## Task to carry out:
Each line below must be transcribed with no word changed.

[[ Input records, beginning ]]

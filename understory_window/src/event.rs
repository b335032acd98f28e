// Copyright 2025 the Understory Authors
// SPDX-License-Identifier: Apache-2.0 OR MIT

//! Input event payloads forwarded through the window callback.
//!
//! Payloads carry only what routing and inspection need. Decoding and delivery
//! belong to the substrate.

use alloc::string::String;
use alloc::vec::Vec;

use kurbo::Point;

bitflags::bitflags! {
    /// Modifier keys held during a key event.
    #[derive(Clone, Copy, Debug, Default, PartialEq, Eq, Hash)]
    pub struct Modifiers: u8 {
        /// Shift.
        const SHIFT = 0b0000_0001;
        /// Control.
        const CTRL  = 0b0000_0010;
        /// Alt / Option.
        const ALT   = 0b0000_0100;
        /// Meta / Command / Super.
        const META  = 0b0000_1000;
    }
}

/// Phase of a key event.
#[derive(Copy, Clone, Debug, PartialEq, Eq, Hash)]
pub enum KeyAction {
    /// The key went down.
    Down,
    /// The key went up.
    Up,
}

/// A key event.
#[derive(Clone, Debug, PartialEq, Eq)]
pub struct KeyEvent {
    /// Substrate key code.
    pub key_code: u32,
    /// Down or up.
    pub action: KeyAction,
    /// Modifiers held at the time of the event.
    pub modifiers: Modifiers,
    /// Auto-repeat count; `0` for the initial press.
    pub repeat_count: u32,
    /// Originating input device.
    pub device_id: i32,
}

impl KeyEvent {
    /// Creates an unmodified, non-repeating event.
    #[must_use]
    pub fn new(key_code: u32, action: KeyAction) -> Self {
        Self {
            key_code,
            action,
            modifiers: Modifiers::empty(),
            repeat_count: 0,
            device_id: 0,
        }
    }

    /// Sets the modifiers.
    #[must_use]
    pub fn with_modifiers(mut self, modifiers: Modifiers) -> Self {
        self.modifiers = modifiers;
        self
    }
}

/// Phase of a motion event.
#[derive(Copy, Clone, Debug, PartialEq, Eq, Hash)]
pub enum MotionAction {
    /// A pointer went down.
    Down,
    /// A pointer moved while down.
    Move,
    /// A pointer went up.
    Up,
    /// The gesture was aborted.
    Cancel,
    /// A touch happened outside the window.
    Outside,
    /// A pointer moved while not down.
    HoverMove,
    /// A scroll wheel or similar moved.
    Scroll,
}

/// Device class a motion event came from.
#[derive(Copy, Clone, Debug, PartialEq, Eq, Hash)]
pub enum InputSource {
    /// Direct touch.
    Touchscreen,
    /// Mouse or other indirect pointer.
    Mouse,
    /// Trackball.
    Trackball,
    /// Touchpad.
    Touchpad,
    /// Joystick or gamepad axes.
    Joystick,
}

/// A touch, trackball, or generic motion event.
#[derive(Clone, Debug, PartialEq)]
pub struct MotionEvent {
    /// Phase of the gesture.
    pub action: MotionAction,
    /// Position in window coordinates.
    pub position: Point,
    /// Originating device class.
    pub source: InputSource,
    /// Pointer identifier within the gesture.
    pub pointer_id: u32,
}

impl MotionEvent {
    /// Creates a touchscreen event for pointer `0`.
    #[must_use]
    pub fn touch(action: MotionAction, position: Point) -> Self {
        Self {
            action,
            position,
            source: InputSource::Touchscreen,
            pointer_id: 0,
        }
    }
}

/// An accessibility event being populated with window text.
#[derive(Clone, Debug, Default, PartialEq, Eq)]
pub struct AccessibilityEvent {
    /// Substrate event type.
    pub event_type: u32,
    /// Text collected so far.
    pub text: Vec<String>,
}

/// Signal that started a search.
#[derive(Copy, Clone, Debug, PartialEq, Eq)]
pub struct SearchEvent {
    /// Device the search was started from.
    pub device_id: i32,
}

[[ Input records, end ]]

## Written reply:
filename understory_window/src/event.rs
repository b335032acd98f28e
// Copyright 2025 the Understory Authors
// SPDX-License-Identifier: Apache-2.0 OR MIT

//! Input event payloads forwarded through the window callback.
//!
//! Payloads carry only what routing and inspection need. Decoding and delivery
//! belong to the substrate.

use alloc::string::String;
use alloc::vec::Vec;

use kurbo::Point;

bitflags::bitflags! {
    /// Modifier keys held during a key event.
    #[derive(Clone, Copy, Debug, Default, PartialEq, Eq, Hash)]
    pub struct Modifiers: u8 {
        /// Shift.
        const SHIFT = 0b0000_0001;
        /// Control.
        const CTRL  = 0b0000_0010;
        /// Alt / Option.
        const ALT   = 0b0000_0100;
        /// Meta / Command / Super.
        const META  = 0b0000_1000;
    }
}

/// Phase of a key event.
#[derive(Copy, Clone, Debug, PartialEq, Eq, Hash)]
pub enum KeyAction {
    /// The key went down.
    Down,
    /// The key went up.
    Up,
}

/// A key event.
#[derive(Clone, Debug, PartialEq, Eq)]
pub struct KeyEvent {
    /// Substrate key code.
    pub key_code: u32,
    /// Down or up.
    pub action: KeyAction,
    /// Modifiers held at the time of the event.
    pub modifiers: Modifiers,
    /// Auto-repeat count; `0` for the initial press.
    pub repeat_count: u32,
    /// Originating input device.
    pub device_id: i32,
}

impl KeyEvent {
    /// Creates an unmodified, non-repeating event.
    #[must_use]
    pub fn new(key_code: u32, action: KeyAction) -> Self {
        Self {
            key_code,
            action,
            modifiers: Modifiers::empty(),
            repeat_count: 0,
            device_id: 0,
        }
    }

    /// Sets the modifiers.
    #[must_use]
    pub fn with_modifiers(mut self, modifiers: Modifiers) -> Self {
        self.modifiers = modifiers;
        self
    }
}

/// Phase of a motion event.
#[derive(Copy, Clone, Debug, PartialEq, Eq, Hash)]
pub enum MotionAction {
    /// A pointer went down.
    Down,
    /// A pointer moved while down.
    Move,
    /// A pointer went up.
    Up,
    /// The gesture was aborted.
    Cancel,
    /// A touch happened outside the window.
    Outside,
    /// A pointer moved while not down.
    HoverMove,
    /// A scroll wheel or similar moved.
    Scroll,
}

/// Device class a motion event came from.
#[derive(Copy, Clone, Debug, PartialEq, Eq, Hash)]
pub enum InputSource {
    /// Direct touch.
    Touchscreen,
    /// Mouse or other indirect pointer.
    Mouse,
    /// Trackball.
    Trackball,
    /// Touchpad.
    Touchpad,
    /// Joystick or gamepad axes.
    Joystick,
}

/// A touch, trackball, or generic motion event.
#[derive(Clone, Debug, PartialEq)]
pub struct MotionEvent {
    /// Phase of the gesture.
    pub action: MotionAction,
    /// Position in window coordinates.
    pub position: Point,
    /// Originating device class.
    pub source: InputSource,
    /// Pointer identifier within the gesture.
    pub pointer_id: u32,
}

impl MotionEvent {
    /// Creates a touchscreen event for pointer `0`.
    #[must_use]
    pub fn touch(action: MotionAction, position: Point) -> Self {
        Self {
            action,
            position,
            source: InputSource::Touchscreen,
            pointer_id: 0,
        }
    }
}

/// An accessibility event being populated with window text.
#[derive(Clone, Debug, Default, PartialEq, Eq)]
pub struct AccessibilityEvent {
    /// Substrate event type.
    pub event_type: u32,
    /// Text collected so far.
    pub text: Vec<String>,
}

/// Signal that started a search.
#[derive(Copy, Clone, Debug, PartialEq, Eq)]
pub struct SearchEvent {
    /// Device the search was started from.
    pub device_id: i32,
}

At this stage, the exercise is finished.